[Problem to work on] Write out exactly the lines below that run from the line containing "WHERE org_id = $org_id" through the last line of the records.

[Stored data]
*** Block opens ***
//! SurrealDB implementation of [`DelegationRepository`].

use chrono::{DateTime, Utc};
use surrealdb::{Connection, Surreal};
use surrealdb_types::SurrealValue;
use uuid::Uuid;
use warden_core::error::WardenResult;
use warden_core::models::delegation::{
    CreateDelegation, DelegationDirection, DelegationFilter, DelegationStatus,
    PermissionDelegation, ResourceScope,
};
use warden_core::repository::DelegationRepository;

use super::{TouchedRow, single};
use crate::convert::{parse_enum, parse_uuid};
use crate::error::DbError;

const ENTITY: &str = "permission_delegation";

#[derive(Debug, SurrealValue)]
struct DelegationRecord {
    record_id: String,
    org_id: String,
    delegator_did: String,
    delegate_did: String,
    permissions: Vec<String>,
    scope_resource_type: Option<String>,
    scope_resource_id: Option<String>,
    reason: Option<String>,
    start_date: DateTime<Utc>,
    end_date: DateTime<Utc>,
    status: String,
    created_at: DateTime<Utc>,
}

impl DelegationRecord {
    fn try_into_delegation(self) -> Result<PermissionDelegation, DbError> {
        let resource_scope = self.scope_resource_type.map(|resource_type| ResourceScope {
            resource_type,
            resource_id: self.scope_resource_id,
        });
        Ok(PermissionDelegation {
            id: parse_uuid(ENTITY, &self.record_id)?,
            org_id: parse_uuid(ENTITY, &self.org_id)?,
            delegator_did: self.delegator_did,
            delegate_did: self.delegate_did,
            permissions: self.permissions,
            resource_scope,
            reason: self.reason,
            start_date: self.start_date,
            end_date: self.end_date,
            status: parse_enum(ENTITY, &self.status)?,
            created_at: self.created_at,
        })
    }
}

fn into_delegations(rows: Vec<DelegationRecord>) -> Result<Vec<PermissionDelegation>, DbError> {
    rows.into_iter()
        .map(DelegationRecord::try_into_delegation)
        .collect()
}

/// SurrealDB implementation of the delegation repository.
#[derive(Clone)]
pub struct SurrealDelegationRepository<C: Connection> {
    db: Surreal<C>,
}

impl<C: Connection> SurrealDelegationRepository<C> {
    pub fn new(db: Surreal<C>) -> Self {
        Self { db }
    }
}

impl<C: Connection> DelegationRepository for SurrealDelegationRepository<C> {
    async fn create(&self, input: CreateDelegation) -> WardenResult<PermissionDelegation> {
        let id_str = Uuid::new_v4().to_string();
        let (scope_type, scope_id) = match input.resource_scope {
            Some(scope) => (Some(scope.resource_type), scope.resource_id),
            None => (None, None),
        };

        let result = self
            .db
            .query(
                "CREATE type::record('permission_delegation', $id) SET \
                 org_id = $org_id, delegator_did = $delegator_did, \
                 delegate_did = $delegate_did, permissions = $permissions, \
                 scope_resource_type = $scope_type, \
                 scope_resource_id = $scope_id, reason = $reason, \
                 start_date = $start_date, end_date = $end_date, \
                 status = 'pending'; \
                 SELECT meta::id(id) AS record_id, * \
                 FROM type::record('permission_delegation', $id);",
            )
            .bind(("id", id_str.clone()))
            .bind(("org_id", input.org_id.to_string()))
            .bind(("delegator_did", input.delegator_did))
            .bind(("delegate_did", input.delegate_did))
            .bind(("permissions", input.permissions))
            .bind(("scope_type", scope_type))
            .bind(("scope_id", scope_id))
            .bind(("reason", input.reason))
            .bind(("start_date", input.start_date))
            .bind(("end_date", input.end_date))
            .await
            .map_err(DbError::from)?;

        let mut result = result.check().map_err(|e| DbError::from_write(ENTITY, e))?;

        let rows: Vec<DelegationRecord> = result.take(1).map_err(DbError::from)?;
        Ok(single(rows, ENTITY, id_str)?.try_into_delegation()?)
    }

    async fn get_by_id(&self, id: Uuid) -> WardenResult<PermissionDelegation> {
        let mut result = self
            .db
            .query(
                "SELECT meta::id(id) AS record_id, * \
                 FROM type::record('permission_delegation', $id)",
            )
            .bind(("id", id.to_string()))
            .await
            .map_err(DbError::from)?;

        let rows: Vec<DelegationRecord> = result.take(0).map_err(DbError::from)?;
        Ok(single(rows, ENTITY, id)?.try_into_delegation()?)
    }

    async fn transition(
        &self,
        id: Uuid,
        from: DelegationStatus,
        to: DelegationStatus,
    ) -> WardenResult<Option<PermissionDelegation>> {
        let id_str = id.to_string();

        let result = self
            .db
            .query(
                "UPDATE type::record('permission_delegation', $id) \
                 SET status = $to, updated_at = time::now() \
                 WHERE status = $from; \
                 SELECT meta::id(id) AS record_id, * \
                 FROM type::record('permission_delegation', $id);",
            )
            .bind(("id", id_str.clone()))
            .bind(("from", from.to_string()))
            .bind(("to", to.to_string()))
            .await
            .map_err(DbError::from)?;

        let mut result = result.check().map_err(|e| DbError::from_write(ENTITY, e))?;

        let touched: Vec<TouchedRow> = result.take(0).map_err(DbError::from)?;
        if touched.is_empty() {
            return Ok(None);
        }
        let rows: Vec<DelegationRecord> = result.take(1).map_err(DbError::from)?;
        Ok(Some(single(rows, ENTITY, id_str)?.try_into_delegation()?))
    }

    async fn list(
        &self,
        org_id: Uuid,
        did: &str,
        filter: DelegationFilter,
    ) -> WardenResult<Vec<PermissionDelegation>> {
        let mut conditions = vec!["org_id = $org_id"];
        conditions.push(match filter.direction {
            DelegationDirection::Delegated => "delegator_did = $did",
            DelegationDirection::Received => "delegate_did = $did",
            DelegationDirection::Both => "(delegator_did = $did OR delegate_did = $did)",
        });
        if filter.status.is_some() {
            conditions.push("status = $status");
        }

        let query = format!(
            "SELECT meta::id(id) AS record_id, * FROM permission_delegation \
             WHERE {} ORDER BY created_at DESC",
            conditions.join(" AND ")
        );

        let mut builder = self
            .db
            .query(&query)
            .bind(("org_id", org_id.to_string()))
            .bind(("did", did.to_string()));
        if let Some(status) = filter.status {
            builder = builder.bind(("status", status.to_string()));
        }

        let mut result = builder.await.map_err(DbError::from)?;
        let rows: Vec<DelegationRecord> = result.take(0).map_err(DbError::from)?;
        Ok(into_delegations(rows)?)
    }

    async fn list_active_for_delegate(
        &self,
        org_id: Uuid,
        delegate_did: &str,
    ) -> WardenResult<Vec<PermissionDelegation>> {
        let mut result = self
            .db
            .query(
                "SELECT meta::id(id) AS record_id, * FROM permission_delegation \
                 WHERE org_id = $org_id AND delegate_did = $did \
                 AND status = 'active' \
                 ORDER BY created_at ASC",
            )
            .bind(("org_id", org_id.to_string()))
            .bind(("did", delegate_did.to_string()))
            .await
            .map_err(DbError::from)?;

        let rows: Vec<DelegationRecord> = result.take(0).map_err(DbError::from)?;
        Ok(into_delegations(rows)?)
    }
}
*** Block closes ***
[Result of this exercise]
                 WHERE org_id = $org_id AND delegate_did = $did \
                 AND status = 'active' \
                 ORDER BY created_at ASC",
            )
            .bind(("org_id", org_id.to_string()))
            .bind(("did", delegate_did.to_string()))
            .await
            .map_err(DbError::from)?;

        let rows: Vec<DelegationRecord> = result.take(0).map_err(DbError::from)?;
        Ok(into_delegations(rows)?)
    }
}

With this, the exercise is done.